I am looking forward to my first trip up north with it. I go to Drummond Island, Antrim County and Clare County.

The picture is from Saturday morning after I took a trip around the neighborhood in Harrison Twp. Our streets were a little muddy.

Ric


----------



## Swamp Monster (Jan 11, 2002)

Nice! No true 4x4 should ever be without a winch!


----------



## ric1264 (Mar 1, 2012)

I hear you. Before my first trip to Drummond I'll have my winch installed.


----------



## GrizzlyHunter (Jun 17, 2005)

A new quad is one of the funner things in life. 

Gotta have a winch, and I windshield is real nice too. 

After that, a cooler of cold ones. :lol:


----------



## Swamp Monster (Jan 11, 2002)

I would also consider some auxiliary lighting. The HID and LED stuff is expensive, but the LED's are nice because they are bright, last a long time, and don't draw much juice compared to the light they put out.

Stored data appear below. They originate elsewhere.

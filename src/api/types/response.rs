//! Success envelope

use axum::{
    http::StatusCode,
    response::{IntoResponse, Response},
    Json,
};
use serde::Serialize;

use crate::domain::{DtoData, DtoOut};

#[derive(Debug, Clone, Copy, PartialEq, Eq, Serialize)]
#[serde(rename_all = "lowercase")]
pub enum ResponseStatus {
    Success,
    Failed,
}

/// `{"status": "success", "data": ...}`
#[derive(Debug, Clone, Serialize)]
pub struct ApiResponse<T> {
    #[serde(skip)]
    code: StatusCode,
    pub status: ResponseStatus,
    pub data: T,
}

impl<T> ApiResponse<T> {
    pub fn ok(data: T) -> Self {
        Self {
            code: StatusCode::OK,
            status: ResponseStatus::Success,
            data,
        }
    }

    pub fn created(data: T) -> Self {
        Self {
            code: StatusCode::CREATED,
            ..Self::ok(data)
        }
    }
}

impl<T> ApiResponse<DtoData<T>> {
    pub fn from_dto(out: DtoOut<T>) -> Self {
        Self::ok(out.data)
    }
}

impl<T: Serialize> IntoResponse for ApiResponse<T> {
    fn into_response(self) -> Response {
        (self.code, Json(self)).into_response()
    }
}

#[cfg(test)]
mod tests {
    use super::*;

    #[test]
    fn test_success_envelope() {
        let response = ApiResponse::ok("User deleted successfully");

        assert_eq!(
            serde_json::to_value(&response).unwrap(),
            serde_json::json!({ "status": "success", "data": "User deleted successfully" })
        );
    }

    #[test]
    fn test_created_status() {
        let response = ApiResponse::created(1).into_response();
        assert_eq!(response.status(), StatusCode::CREATED);
    }

    #[test]
    fn test_from_dto_collection() {
        let response = ApiResponse::from_dto(DtoOut::collection(vec![1, 2]));

        assert_eq!(
            serde_json::to_value(&response).unwrap(),
            serde_json::json!({ "status": "success", "data": [1, 2] })
        );
    }
}
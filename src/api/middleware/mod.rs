//! API middleware components

pub mod admin_auth;
pub mod logging;

pub use admin_auth::{AdminPrivilege, ADMIN_TOKEN_HEADER};
pub use logging::logging_middleware;
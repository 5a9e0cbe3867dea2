use tracing_subscriber::{
    fmt::{self, format::FmtSpan},
    layer::SubscriberExt,
    util::{SubscriberInitExt, TryInitError},
    EnvFilter,
};

use crate::config::{LogFormat, LoggingConfig};

/// Install the global subscriber
///
/// `RUST_LOG` takes precedence over the configured level.
pub fn init_logging(config: &LoggingConfig) -> Result<(), TryInitError> {
    let filter = EnvFilter::try_from_default_env()
        .unwrap_or_else(|_| EnvFilter::new(&config.level));

    match config.format {
        LogFormat::Json => {
            tracing_subscriber::registry()
                .with(filter)
                .with(fmt::layer().json().with_span_events(FmtSpan::CLOSE))
                .try_init()?;
        }
        LogFormat::Pretty => {
            tracing_subscriber::registry()
                .with(filter)
                .with(
                    fmt::layer()
                        .pretty()
                        .with_target(true)
                        .with_span_events(FmtSpan::CLOSE),
                )
                .try_init()?;
        }
    }

    tracing::info!(level = %config.level, format = ?config.format, "Logging initialized");
    Ok(())
}
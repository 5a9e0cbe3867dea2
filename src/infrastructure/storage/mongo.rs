//! MongoDB client setup

use std::time::Duration;

use mongodb::{bson::doc, options::ClientOptions, Client, Database};
use tracing::info;

use crate::domain::RepositoryError;

/// MongoDB connection configuration
#[derive(Debug, Clone)]
pub struct MongoConfig {
    /// Connection string, e.g. `mongodb://localhost:27017`
    pub url: String,
    /// Database holding the `users` collection
    pub database: String,
}

impl Default for MongoConfig {
    fn default() -> Self {
        Self {
            url: "mongodb://localhost:27017".to_string(),
            database: "user_accounts".to_string(),
        }
    }
}

impl MongoConfig {
    pub fn new(url: impl Into<String>, database: impl Into<String>) -> Self {
        Self {
            url: url.into(),
            database: database.into(),
        }
    }
}

/// Connect to MongoDB and verify the server answers a ping
pub async fn connect_mongo(config: &MongoConfig) -> Result<Database, RepositoryError> {
    let mut options = ClientOptions::parse(&config.url)
        .await
        .map_err(|e| RepositoryError::server(format!("Invalid MongoDB URL: {}", e)))?;

    options.connect_timeout = Some(Duration::from_secs(10));
    options.server_selection_timeout = Some(Duration::from_secs(30));

    let client = Client::with_options(options)
        .map_err(|e| RepositoryError::server(format!("Failed to connect to MongoDB: {}", e)))?;

    let db = client.database(&config.database);

    db.run_command(doc! { "ping": 1 })
        .await
        .map_err(|e| RepositoryError::server(format!("MongoDB ping failed: {}", e)))?;

    info!(database = %config.database, "Connected to MongoDB");

    Ok(db)
}
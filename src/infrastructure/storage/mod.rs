//! Storage infrastructure - database connections and schema setup

pub mod migrations;
mod mongo;
mod postgres;

pub use migrations::{revert_last_user_migration, run_user_migrations, Migration, PostgresMigrator};
pub use mongo::{connect_mongo, MongoConfig};
pub use postgres::{connect_postgres, PostgresConfig};
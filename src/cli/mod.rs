//! CLI module for the User Accounts API
//!
//! Provides subcommands:
//! - `serve`: run the HTTP server
//! - `migrate`: prepare the configured storage backend

pub mod migrate;
pub mod serve;

use clap::{Parser, Subcommand};
use tracing::warn;

use crate::config::AppConfig;
use crate::infrastructure::logging;

/// User Accounts API - user management over MongoDB or PostgreSQL
#[derive(Parser)]
#[command(name = "user-accounts-api")]
#[command(version, about, long_about = None)]
pub struct Cli {
    #[command(subcommand)]
    pub command: Command,
}

#[derive(Subcommand)]
pub enum Command {
    /// Run the HTTP server
    Serve,

    /// Create the users table (PostgreSQL) or indexes (MongoDB)
    Migrate(migrate::MigrateArgs),
}

/// Load `.env` and configuration, then install logging
fn bootstrap() -> anyhow::Result<AppConfig> {
    dotenvy::dotenv().ok();

    let (config, load_error) = match AppConfig::load() {
        Ok(config) => (config, None),
        Err(e) => (AppConfig::default(), Some(e)),
    };

    logging::init_logging(&config.logging)?;

    if let Some(e) = load_error {
        warn!(error = %e, "Failed to load configuration, using defaults");
    }

    Ok(config)
}
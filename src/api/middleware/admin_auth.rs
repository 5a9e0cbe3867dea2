//! Administrator privilege extractor
//!
//! Callers presenting the configured token in `x-admin-token` are treated as
//! administrators. Without a configured token nobody is.

use std::convert::Infallible;

use axum::{extract::FromRequestParts, http::request::Parts};
use tracing::debug;

use crate::api::state::AppState;

pub const ADMIN_TOKEN_HEADER: &str = "x-admin-token";

/// Whether the caller holds administrator privileges
#[derive(Debug, Clone, Copy, PartialEq, Eq)]
pub struct AdminPrivilege(pub bool);

impl AdminPrivilege {
    pub fn is_admin(&self) -> bool {
        self.0
    }
}

fn token_matches(presented: Option<&str>, configured: Option<&str>) -> bool {
    match (presented, configured) {
        (Some(presented), Some(configured)) => !configured.is_empty() && presented == configured,
        _ => false,
    }
}

impl FromRequestParts<AppState> for AdminPrivilege {
    type Rejection = Infallible;

    async fn from_request_parts(
        parts: &mut Parts,
        state: &AppState,
    ) -> Result<Self, Self::Rejection> {
        let presented = parts
            .headers
            .get(ADMIN_TOKEN_HEADER)
            .and_then(|v| v.to_str().ok());

        let is_admin = token_matches(presented, state.admin_token.as_deref());

        if presented.is_some() && !is_admin {
            debug!("Ignoring invalid admin token");
        }

        Ok(AdminPrivilege(is_admin))
    }
}

#[cfg(test)]
mod tests {
    use super::*;

    #[test]
    fn test_token_matches() {
        assert!(token_matches(Some("s3cret"), Some("s3cret")));
        assert!(!token_matches(Some("wrong"), Some("s3cret")));
        assert!(!token_matches(None, Some("s3cret")));
    }

    #[test]
    fn test_no_configured_token_grants_nothing() {
        assert!(!token_matches(Some("anything"), None));
        assert!(!token_matches(Some(""), Some("")));
    }
}
//! Failure envelope and status mapping

use axum::{
    http::StatusCode,
    response::{IntoResponse, Response},
    Json,
};
use serde::Serialize;
use tracing::error;

use super::response::ResponseStatus;
use crate::domain::{DomainError, FieldErrors, RepositoryError};

pub const SERVER_ERROR_MESSAGE: &str = "Error while processing data";
pub const UNCLASSIFIED_ERROR_MESSAGE: &str = "Request failed due to a server error";

/// Why a request failed: a message, or per-field reasons
#[derive(Debug, Clone, PartialEq, Serialize)]
#[serde(untagged)]
pub enum FailureReason {
    Message(String),
    Fields(FieldErrors),
}

/// `{"status": "failed", "reason": ...}`
#[derive(Debug, Clone, Serialize)]
pub struct ApiErrorResponse {
    pub status: ResponseStatus,
    pub reason: FailureReason,
}

/// API error with status code
#[derive(Debug)]
pub struct ApiError {
    pub status: StatusCode,
    pub response: ApiErrorResponse,
}

impl ApiError {
    pub fn new(status: StatusCode, reason: FailureReason) -> Self {
        Self {
            status,
            response: ApiErrorResponse {
                status: ResponseStatus::Failed,
                reason,
            },
        }
    }

    fn message(status: StatusCode, message: impl Into<String>) -> Self {
        Self::new(status, FailureReason::Message(message.into()))
    }

    pub fn bad_request(message: impl Into<String>) -> Self {
        Self::message(StatusCode::BAD_REQUEST, message)
    }

    pub fn forbidden(message: impl Into<String>) -> Self {
        Self::message(StatusCode::FORBIDDEN, message)
    }

    pub fn not_found(message: impl Into<String>) -> Self {
        Self::message(StatusCode::NOT_FOUND, message)
    }

    pub fn method_not_allowed() -> Self {
        Self::message(StatusCode::METHOD_NOT_ALLOWED, "Method not allowed")
    }

    pub fn conflict(message: impl Into<String>) -> Self {
        Self::message(StatusCode::CONFLICT, message)
    }

    /// Backend failure; detail stays in the logs
    pub fn internal() -> Self {
        Self::message(StatusCode::INTERNAL_SERVER_ERROR, SERVER_ERROR_MESSAGE)
    }

    /// Failure no other mapping covers
    pub fn unclassified() -> Self {
        Self::message(StatusCode::INTERNAL_SERVER_ERROR, UNCLASSIFIED_ERROR_MESSAGE)
    }

    /// The reason text, when it is a plain message
    pub fn reason_message(&self) -> Option<&str> {
        match &self.response.reason {
            FailureReason::Message(message) => Some(message),
            FailureReason::Fields(_) => None,
        }
    }
}

impl IntoResponse for ApiError {
    fn into_response(self) -> Response {
        (self.status, Json(self.response)).into_response()
    }
}

impl From<DomainError> for ApiError {
    fn from(err: DomainError) -> Self {
        match err {
            DomainError::InvalidInput { message } => Self::bad_request(message),
            DomainError::Repository(RepositoryError::Validation { fields }) => {
                Self::new(StatusCode::BAD_REQUEST, FailureReason::Fields(fields))
            }
            DomainError::Repository(RepositoryError::Conflict { fields }) => {
                Self::new(StatusCode::CONFLICT, FailureReason::Fields(fields))
            }
            DomainError::Repository(RepositoryError::Server { message }) => {
                error!(error = %message, "Storage failure");
                Self::internal()
            }
        }
    }
}

impl std::fmt::Display for ApiError {
    fn fmt(&self, f: &mut std::fmt::Formatter<'_>) -> std::fmt::Result {
        match &self.response.reason {
            FailureReason::Message(message) => write!(f, "{}: {}", self.status, message),
            FailureReason::Fields(fields) => write!(f, "{}: {:?}", self.status, fields),
        }
    }
}

impl std::error::Error for ApiError {}
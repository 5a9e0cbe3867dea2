//! Serve command - runs the HTTP server

use std::net::SocketAddr;

use tokio::net::TcpListener;
use tokio::signal;
use tracing::info;

use crate::api::create_router_with_state;
use crate::config::AppConfig;

/// Run the server until Ctrl+C or SIGTERM
pub async fn run() -> anyhow::Result<()> {
    let config = super::bootstrap()?;

    let state = crate::create_app_state_with_config(&config).await?;
    let app = create_router_with_state(state);

    let addr = build_socket_addr(&config)?;
    info!("Starting server on {}", addr);

    let listener = TcpListener::bind(addr).await?;

    axum::serve(listener, app)
        .with_graceful_shutdown(shutdown_signal())
        .await?;

    info!("Server shutdown complete");

    Ok(())
}

async fn shutdown_signal() {
    let ctrl_c = async {
        signal::ctrl_c()
            .await
            .expect("failed to install Ctrl+C handler");
    };

    #[cfg(unix)]
    let terminate = async {
        signal::unix::signal(signal::unix::SignalKind::terminate())
            .expect("failed to install signal handler")
            .recv()
            .await;
    };

    #[cfg(not(unix))]
    let terminate = std::future::pending::<()>();

    tokio::select! {
        _ = ctrl_c => {
            info!("Received Ctrl+C, initiating graceful shutdown");
        }
        _ = terminate => {
            info!("Received SIGTERM, initiating graceful shutdown");
        }
    }
}

fn build_socket_addr(config: &AppConfig) -> anyhow::Result<SocketAddr> {
    Ok(SocketAddr::from((
        config.server.host.parse::<std::net::IpAddr>()?,
        config.server.port,
    )))
}
use std::collections::BTreeMap;

use thiserror::Error;

use super::user::UserValidationError;

/// Per-field failure reasons reported by a storage backend
pub type FieldErrors = BTreeMap<String, String>;

/// Errors raised by repository adapters
#[derive(Debug, Error, Clone, PartialEq)]
pub enum RepositoryError {
    /// Backend-side field constraint rejected the payload
    #[error("Validation failed: {}", format_fields(.fields))]
    Validation { fields: FieldErrors },

    /// Unique constraint violated (username or email already taken)
    #[error("Conflict: {}", format_fields(.fields))]
    Conflict { fields: FieldErrors },

    /// Failure not attributable to caller input (connectivity, driver errors)
    #[error("Server error: {message}")]
    Server { message: String },
}

impl RepositoryError {
    pub fn validation(field: impl Into<String>, message: impl Into<String>) -> Self {
        let mut fields = FieldErrors::new();
        fields.insert(field.into(), message.into());
        Self::Validation { fields }
    }

    pub fn duplicate(field: impl Into<String>) -> Self {
        let mut fields = FieldErrors::new();
        fields.insert(field.into(), "Duplicate value".to_string());
        Self::Conflict { fields }
    }

    pub fn server(message: impl Into<String>) -> Self {
        Self::Server {
            message: message.into(),
        }
    }

    pub fn is_server_error(&self) -> bool {
        matches!(self, Self::Server { .. })
    }

    /// Field map for the validation-shaped variants
    pub fn fields(&self) -> Option<&FieldErrors> {
        match self {
            Self::Validation { fields } | Self::Conflict { fields } => Some(fields),
            Self::Server { .. } => None,
        }
    }
}

fn format_fields(fields: &FieldErrors) -> String {
    fields
        .iter()
        .map(|(field, message)| format!("{}: {}", field, message))
        .collect::<Vec<_>>()
        .join(", ")
}

/// Core domain errors
#[derive(Debug, Error, Clone, PartialEq)]
pub enum DomainError {
    #[error("Invalid input: {message}")]
    InvalidInput { message: String },

    #[error(transparent)]
    Repository(#[from] RepositoryError),
}

impl DomainError {
    pub fn invalid_input(message: impl Into<String>) -> Self {
        Self::InvalidInput {
            message: message.into(),
        }
    }

    pub fn server(message: impl Into<String>) -> Self {
        Self::Repository(RepositoryError::server(message))
    }
}

impl From<UserValidationError> for DomainError {
    fn from(err: UserValidationError) -> Self {
        Self::invalid_input(err.to_string())
    }
}

#[cfg(test)]
mod tests {
    use super::*;

    #[test]
    fn test_invalid_input_error() {
        let error = DomainError::invalid_input("Invalid email provided");
        assert_eq!(error.to_string(), "Invalid input: Invalid email provided");
    }

    #[test]
    fn test_validation_error_keeps_message() {
        let error: DomainError = UserValidationError::InvalidEmail.into();
        assert_eq!(
            error,
            DomainError::InvalidInput {
                message: "Invalid email provided".to_string()
            }
        );
    }

    #[test]
    fn test_duplicate_names_field() {
        let error = RepositoryError::duplicate("username");
        assert_eq!(
            error.fields().and_then(|f| f.get("username")).map(String::as_str),
            Some("Duplicate value")
        );
        assert_eq!(error.to_string(), "Conflict: username: Duplicate value");
    }

    #[test]
    fn test_server_error_has_no_fields() {
        let error = RepositoryError::server("connection refused");
        assert!(error.is_server_error());
        assert!(error.fields().is_none());
    }

    #[test]
    fn test_repository_error_converts_unchanged() {
        let repo_err = RepositoryError::validation("password", "Password is required");
        let domain_err: DomainError = repo_err.clone().into();
        assert_eq!(domain_err, DomainError::Repository(repo_err));
    }
}
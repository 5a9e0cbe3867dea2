//! User repository trait

use async_trait::async_trait;
use std::fmt::Debug;

#[cfg(test)]
use mockall::automock;

use super::entity::User;
use super::query::UserQuery;
use crate::domain::RepositoryError;

/// Storage contract every user backend implements
///
/// Entities returned from any operation never carry a password.
#[cfg_attr(test, automock)]
#[async_trait]
pub trait UserRepository: Send + Sync + Debug {
    /// Check whether a user matching the query exists
    async fn exists(&self, query: &UserQuery) -> Result<bool, RepositoryError>;

    /// Get the first user matching the query
    async fn get_one(&self, query: &UserQuery) -> Result<Option<User>, RepositoryError>;

    /// Get up to `PAGE_SIZE` users in storage order, optionally filtered
    async fn get_many(&self, query: Option<UserQuery>) -> Result<Vec<User>, RepositoryError>;

    /// Persist a new user; the store assigns id and timestamps
    async fn create(&self, user: User) -> Result<User, RepositoryError>;

    /// Apply the present fields of `user` to the record with its id
    ///
    /// Returns `None` when no record has that id.
    async fn update(&self, user: User) -> Result<Option<User>, RepositoryError>;

    /// Delete the user matching the query, returning whether one was removed
    async fn delete(&self, query: &UserQuery) -> Result<bool, RepositoryError>;
}
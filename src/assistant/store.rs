//! Knowledge content store.
//!
//! The store owns the knowledge items and ranks them; this side only asks
//! for the top matches of a query and takes them in the order returned.

use std::time::Duration;

use async_trait::async_trait;
use serde::{Deserialize, Serialize};

use crate::config::KnowledgeConfig;

/// One indexed content unit.
#[derive(Debug, Clone, PartialEq, Eq, Serialize, Deserialize)]
pub struct KnowledgeItem {
    /// Category tag such as `pricing`, `faq` or `area`.
    pub kind: String,
    pub slug: String,
    pub title: String,
    pub body: String,
}

impl KnowledgeItem {
    pub fn new(kind: &str, slug: &str, title: &str, body: &str) -> Self {
        Self {
            kind: kind.to_string(),
            slug: slug.to_string(),
            title: title.to_string(),
            body: body.to_string(),
        }
    }
}

/// Error type for content store queries.
#[derive(Debug, thiserror::Error)]
pub enum StoreError {
    #[error("knowledge store is not configured: missing {0}")]
    NotConfigured(&'static str),
    #[error("knowledge store request failed: {0}")]
    Http(#[from] reqwest::Error),
    #[error("knowledge store returned {status}: {body}")]
    Status { status: u16, body: String },
    #[error("knowledge store response could not be decoded: {0}")]
    Decode(String),
}

/// A relevance-ranked text search over knowledge items.
#[async_trait]
pub trait ContentStore: Send + Sync {
    /// Return at most `limit` items matching `query`, best first.
    async fn search(&self, query: &str, limit: usize) -> Result<Vec<KnowledgeItem>, StoreError>;
}

/// PostgREST-backed store (e.g. a Supabase project).
///
/// Issues `GET {url}/rest/v1/{table}?{column}=wfts.{query}` with the
/// service key as both `apikey` and bearer token.
pub struct PostgrestStore {
    client: reqwest::Client,
    base_url: Option<String>,
    service_key: Option<String>,
    table: String,
    search_column: String,
}

impl PostgrestStore {
    pub fn from_config(config: &KnowledgeConfig) -> Self {
        let client = reqwest::Client::builder()
            .timeout(Duration::from_secs(config.timeout_secs))
            .build()
            .unwrap_or_else(|e| {
                tracing::warn!(error = %e, "Falling back to default HTTP client for knowledge store");
                reqwest::Client::new()
            });

        if config.store_url.is_none() || config.service_key.is_none() {
            tracing::warn!("Knowledge store credentials missing; assistant queries will fail");
        }

        Self {
            client,
            base_url: config
                .store_url
                .as_ref()
                .map(|u| u.trim_end_matches('/').to_string()),
            service_key: config.service_key.clone(),
            table: config.table.clone(),
            search_column: config.search_column.clone(),
        }
    }

    fn endpoint(&self) -> Result<String, StoreError> {
        let base = self
            .base_url
            .as_deref()
            .ok_or(StoreError::NotConfigured("store URL"))?;
        Ok(format!("{}/rest/v1/{}", base, self.table))
    }
}

#[async_trait]
impl ContentStore for PostgrestStore {
    async fn search(&self, query: &str, limit: usize) -> Result<Vec<KnowledgeItem>, StoreError> {
        let endpoint = self.endpoint()?;
        let key = self
            .service_key
            .as_deref()
            .ok_or(StoreError::NotConfigured("service key"))?;

        let response = self
            .client
            .get(&endpoint)
            .header("apikey", key)
            .bearer_auth(key)
            .query(&[
                ("select", "kind,slug,title,body".to_string()),
                (self.search_column.as_str(), format!("wfts.{}", query)),
                ("limit", limit.to_string()),
            ])
            .send()
            .await?;

        let status = response.status();
        if !status.is_success() {
            let body = response.text().await.unwrap_or_default();
            return Err(StoreError::Status {
                status: status.as_u16(),
                body,
            });
        }

        let bytes = response.bytes().await?;
        let mut items: Vec<KnowledgeItem> =
            serde_json::from_slice(&bytes).map_err(|e| StoreError::Decode(e.to_string()))?;
        items.truncate(limit);

        tracing::debug!(query = %query, matches = items.len(), "Knowledge store search");
        Ok(items)
    }
}
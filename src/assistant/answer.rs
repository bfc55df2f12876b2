//! Answer synthesis from ranked matches.
//!
//! A fixed list of rules is tried in order; the first that produces text
//! wins. Intent detection is a case-insensitive substring test against small
//! keyword lists.

use serde::Serialize;

use crate::assistant::store::KnowledgeItem;

/// Returned when the store has nothing relevant.
pub const FALLBACK_ANSWER: &str = "Sorry, I couldn't find an answer to that. \
Please give us a call or send a message through the contact page and we'll get back to you.";

pub const PRICE_KEYWORDS: &[&str] = &["price", "cost", "how much", "charge", "quote", "fee"];
pub const LOCATION_KEYWORDS: &[&str] = &["area", "cover", "where", "location", "postcode", "near"];

pub const KIND_PRICING: &str = "pricing";
pub const KIND_FAQ: &str = "faq";
pub const SERVICE_AREAS_SLUG: &str = "service-areas";

/// Citation for one matched item.
#[derive(Debug, Clone, PartialEq, Eq, Serialize)]
pub struct Source {
    pub slug: String,
    pub title: String,
    pub kind: String,
}

impl From<&KnowledgeItem> for Source {
    fn from(item: &KnowledgeItem) -> Self {
        Self {
            slug: item.slug.clone(),
            title: item.title.clone(),
            kind: item.kind.clone(),
        }
    }
}

/// Response body of a successful query.
#[derive(Debug, Clone, PartialEq, Eq, Serialize)]
pub struct SynthesizedAnswer {
    pub query: String,
    pub answer: String,
    pub sources: Vec<Source>,
}

struct Rule {
    name: &'static str,
    apply: fn(&str, &[KnowledgeItem]) -> Option<String>,
}

const RULES: &[Rule] = &[
    Rule { name: "no_match", apply: no_match },
    Rule { name: "pricing", apply: pricing },
    Rule { name: "service_areas", apply: service_areas },
    Rule { name: "faq", apply: faq },
    Rule { name: "top_match", apply: top_match },
];

fn mentions_any(query: &str, keywords: &[&str]) -> bool {
    keywords.iter().any(|k| query.contains(k))
}

fn no_match(_query: &str, matches: &[KnowledgeItem]) -> Option<String> {
    matches.is_empty().then(|| FALLBACK_ANSWER.to_string())
}

fn pricing(query: &str, matches: &[KnowledgeItem]) -> Option<String> {
    if !mentions_any(query, PRICE_KEYWORDS) {
        return None;
    }
    let bodies: Vec<&str> = matches
        .iter()
        .filter(|m| m.kind == KIND_PRICING)
        .map(|m| m.body.as_str())
        .collect();
    (!bodies.is_empty()).then(|| bodies.join("\n\n"))
}

fn service_areas(query: &str, matches: &[KnowledgeItem]) -> Option<String> {
    if !mentions_any(query, LOCATION_KEYWORDS) {
        return None;
    }
    matches
        .iter()
        .find(|m| m.slug == SERVICE_AREAS_SLUG)
        .map(|m| m.body.clone())
}

fn faq(_query: &str, matches: &[KnowledgeItem]) -> Option<String> {
    matches
        .iter()
        .find(|m| m.kind == KIND_FAQ)
        .map(|m| m.body.clone())
}

fn top_match(_query: &str, matches: &[KnowledgeItem]) -> Option<String> {
    matches.first().map(|m| m.body.clone())
}

/// Pick the answer text and the name of the rule that produced it.
pub fn compose(query: &str, matches: &[KnowledgeItem]) -> (&'static str, String) {
    let lowered = query.to_lowercase();
    RULES
        .iter()
        .find_map(|rule| (rule.apply)(&lowered, matches).map(|text| (rule.name, text)))
        // top_match always answers when no_match did not
        .unwrap_or(("no_match", FALLBACK_ANSWER.to_string()))
}

/// Build the full response for a query and its matches, along with the
/// name of the rule that answered.
pub fn synthesize(query: &str, matches: &[KnowledgeItem]) -> (&'static str, SynthesizedAnswer) {
    let (rule, answer) = compose(query, matches);
    let answer = SynthesizedAnswer {
        query: query.to_string(),
        answer,
        sources: matches.iter().map(Source::from).collect(),
    };
    (rule, answer)
}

Some in the front, and definitely some in the back.....makes it nice on tight trails in the dark and the lighting always comes in handy when using it for work/hunting etc. If you do a roof, some interior cab lighting is always good. 
I don't know how strong the lights on that Ranger are, but the factory lights on my Teryx were pretty poor. Easy to overdrive them at night. 

Some recovery tools....Tree savor, a couple of snatch blocks, tow strap, clevis for your receiver hitch, leather work gloves and they even make a UTV Hi Lift jack that you can mount to your rack...can be used as a jack or a come along if needed.


----------



## Red Ark (Aug 22, 2011)

If you have a windshield and top you will need a back windshield or cover. You will get a lot of dust that comes back in the cab if you dont.

A Winch is a must. I use mine all the time. Go with a 4000# winch. I pull cars out of snow banks with mine and it works great. 

Have fun. 

Sent from my SPH-L710 using Ohub Campfire mobile app


----------



## topgun47 (Jan 17, 2014)

ric1264 said:


> On Friday, I picked up my new Ranger 570 EFI from Ball Equipment in Richmond. Yesterday I installed a windshield. I am not sure what other options that I will buy, probably a winch and a roof.
> 
> I am looking forward to my first trip up north with it. I go to Drummond Island, Antrim County and Clare County.
> 
> ...


It looks great in the picture.


Your dawg don't look too impressed though.


----------



## ric1264 (Mar 1, 2012)

topgun47 said:


> It looks great in the picture.
> 
> 
> Your dawg don't look too impressed though.


His first couple of rides he was pretty apprehensive. It was almost as if he wondered why we were taking the lawn tractor for a ride. After only a week he has learned to like it as much as going in the truck though and he really enjoys that. And now when I ask if he wants to go "bye bye" he runs to the ute after he runs to the truck and realizes that I am taking the ute.


----------